The other theory is that he was testing the woman just like he tested his Disciples over the feeding of the five thousand. He is asking her what are you willing to give of yourself? What are you willing to do or contribute? In doing this within that culture, Jesus may have been actually honoring the woman, rather than disrespecting her as the words seem to imply in our translation. The woman gives only that which she can. She has her persistence and acknowledges that she is not worthy but pleads for mercy. This is all she has. This is enough. The demon is driven from her daughter; her agony is ended. Now Jesus knew right from the start what he was going to do. He had worked many healings and delivered many a poor soul from such torture but here he treats a woman and a non-Jew like he treated his disciples. There is a need. They ask Jesus to meet that need, he asks them what they bring of themselves to meet the need, then Jesus takes whatever they bring and does what for them was impossible. In this process there is the opportunity for spiritual growth.

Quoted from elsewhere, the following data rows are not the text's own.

use super::constants::{board_sq, policy_size};

/// A single move: either a stone placed on a cell or a pass.
#[derive(Debug, Clone, Copy, PartialEq, Eq)]
pub enum Move {
    Place(usize),
    Pass,
}

impl Move {
    /// Maps a board position index to a move. The index one past the last cell is pass,
    /// anything beyond that is not a move.
    pub fn from_position(position: usize, board_size: usize) -> Option<Self> {
        let board_sq = board_sq(board_size);
        match position {
            p if p < board_sq => Some(Move::Place(p)),
            p if p == board_sq => Some(Move::Pass),
            _ => None,
        }
    }

    pub fn position(&self, board_size: usize) -> usize {
        match self {
            Move::Place(vertex) => *vertex,
            Move::Pass => board_sq(board_size),
        }
    }

    pub fn is_pass(&self) -> bool {
        matches!(self, Move::Pass)
    }
}

#[derive(Debug, Clone, PartialEq)]
pub struct Step {
    pub action: Move,
    /// Cells cleared from the opponent's side after the move.
    pub captures: Vec<u16>,
    pub probabilities: Vec<f32>,
}

impl Step {
    pub fn new(action: Move, captures: Vec<u16>, probabilities: Vec<f32>) -> Self {
        Self {
            action,
            captures,
            probabilities,
        }
    }

    /// A step whose distribution puts all of the mass on the move that was played.
    pub fn one_hot(action: Move, captures: Vec<u16>, board_size: usize) -> Self {
        let mut probabilities = vec![0.0; policy_size(board_size)];
        probabilities[action.position(board_size)] = 1.0;

        Self::new(action, captures, probabilities)
    }
}

/// A decoded self-play game. The result is from black's perspective: 1 black won, -1 white won, 0 draw.
#[derive(Debug, Clone, PartialEq)]
pub struct Game {
    result: i8,
    steps: Vec<Step>,
}

impl Game {
    pub fn new(result: i8, steps: Vec<Step>) -> Self {
        Self { result, steps }
    }

    pub fn result(&self) -> i8 {
        self.result
    }

    pub fn steps(&self) -> &[Step] {
        &self.steps
    }

    pub fn step(&self, step: usize) -> &Step {
        &self.steps[step]
    }

    pub fn len(&self) -> usize {
        self.steps.len()
    }

    pub fn is_empty(&self) -> bool {
        self.steps.is_empty()
    }

    /// The result seen by the player to move at `step`.
    pub fn winner_for_step(&self, step: usize) -> f32 {
        if step % 2 == 0 {
            self.result as f32
        } else {
            (-self.result) as f32
        }
    }
}
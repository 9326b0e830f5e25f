use std::io;
use std::path::PathBuf;

use thiserror::Error;

#[derive(Error, Debug)]
pub enum ArchiveError {
    #[error("bad archive format tag {0:#04x}")]
    BadFormatTag(u8),

    #[error("bad game magic {byte:#04x} at offset {offset}")]
    BadGameMagic { offset: u64, byte: u8 },

    #[error("bad game result {result} at offset {offset}")]
    BadResult { offset: u64, result: i8 },

    #[error("move field {field} at offset {offset} is not a board position")]
    BadMove { offset: u64, field: i16 },

    #[error("capture position {position} at offset {offset} is off the board")]
    BadCapture { offset: u64, position: u16 },

    #[error("archive truncated at offset {offset} while reading {field}")]
    Truncated { offset: u64, field: &'static str },

    #[error("game cannot be written: {0}")]
    Unwritable(String),

    #[error(transparent)]
    Io(#[from] io::Error),
}

impl ArchiveError {
    /// True for errors caused by the contents of the archive, as opposed to the
    /// underlying reader failing.
    pub fn is_format(&self) -> bool {
        !matches!(self, ArchiveError::Io(_) | ArchiveError::Unwritable(_))
    }

    pub fn is_truncated(&self) -> bool {
        matches!(self, ArchiveError::Truncated { .. })
    }
}

#[derive(Error, Debug, PartialEq)]
pub enum ConfigError {
    #[error("board size {0} must be between {min} and {max}", min = go::MIN_BOARD_SIZE, max = go::MAX_BOARD_SIZE)]
    InvalidBoardSize(usize),

    #[error("history steps {0} must be between 1 and {max}", max = crate::options::MAX_HISTORY_STEPS)]
    InvalidHistorySteps(usize),

    #[error("worker count must be at least 1")]
    InvalidWorkerCount,

    #[error("channel capacity must be at least 1")]
    InvalidChannelCapacity,

    #[error("sample fraction {0} must be in (0, 1]")]
    InvalidSampleFraction(f32),

    #[error("unknown decode error policy {0:?}")]
    InvalidDecodeErrorPolicy(String),

    #[error("no archive sources were provided")]
    NoSources,
}

#[derive(Error, Debug, PartialEq)]
pub enum RecordError {
    #[error("record is {actual} bytes but {expected} were expected")]
    BadLength { expected: usize, actual: usize },
}

#[derive(Error, Debug)]
pub enum PipelineError {
    #[error(transparent)]
    Config(#[from] ConfigError),

    #[error("failed to decode {path:?}")]
    Archive {
        path: PathBuf,
        #[source]
        source: ArchiveError,
    },

    #[error("worker {worker} completed a pass without producing any examples")]
    NoExamples { worker: usize },

    #[error("worker {0} stopped")]
    WorkerStopped(usize),

    #[error("worker {0} panicked")]
    WorkerPanicked(usize),

    #[error(transparent)]
    Record(#[from] RecordError),

    #[error(transparent)]
    Io(#[from] io::Error),
}
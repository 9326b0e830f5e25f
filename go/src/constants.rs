pub const DEFAULT_BOARD_SIZE: usize = 19;
pub const DEFAULT_HISTORY_STEPS: usize = 8;

pub const MIN_BOARD_SIZE: usize = 2;
pub const MAX_BOARD_SIZE: usize = 25;

pub const NUM_SYMMETRIES: usize = 8;

/// Number of cells on a board, which is also the index of the pass move.
pub const fn board_sq(board_size: usize) -> usize {
    board_size * board_size
}

/// Length of a move probability vector: one entry per cell plus pass.
pub const fn policy_size(board_size: usize) -> usize {
    board_sq(board_size) + 1
}

/// Feature planes of one example: the stone history of both sides plus the two color to move planes.
pub const fn input_channels(history_steps: usize) -> usize {
    history_steps * 2 + 2
}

The second story we have in the Gospel of Mark is the healing of a deaf man. Jesus has not yet left Gentile territory when someone brings the man to Jesus. Some person or persons cared enough to make the effort to bring Jesus and this man together and someone had the faith, or at least the hope, that Jesus would heal. Again there is a need, the testing we do not see but is implied. The only things that the man has is the support, faith, and hope of those who brought him. This too is all that it takes. Jesus heals. Jesus cautions those with the man not to tell anyone, but they cannot stop. The more Jesus asks them either out of  humility or perhaps because he does not yet feel the time has come to reveal his mission to the whole world, the Gentile people included, to not speak of it, the more they are compelled to proclaim it. Restoring the hearing and speech to one profoundly deaf in the time of Jesus was understood as an impossible mission but one that Jesus made possible. This Gospel reminds us that through Jesus Christ our spiritual ears may be opened that we can speak clearly the Word of God’s love and compassion.

These are but two stories of impossible missions made possible. There are many more but to name a few. There is the joyful miracle of Cana when the Lord turns water into wine, reminding us that God wants us to be a joy filled people. There is the calming of the sea which assures us that ourLord is with us in whatever “boat” we may find ourselves and that he has the power to calm the storms whether they be outside or within us. There is the restoration of the blind Bartimaeus which remind us that through Jesus that we can see the world around us as it is in all of limitations but also in all of its beauty. There is the raising of Lazarus from the dead that assures us that we also have new life. And the greatest mission impossible was the restoration of humanity’s relationship with its God through the sacrifice of the cross.

In the name of God: the Father, the Son, and the Holy Spirit. Amen.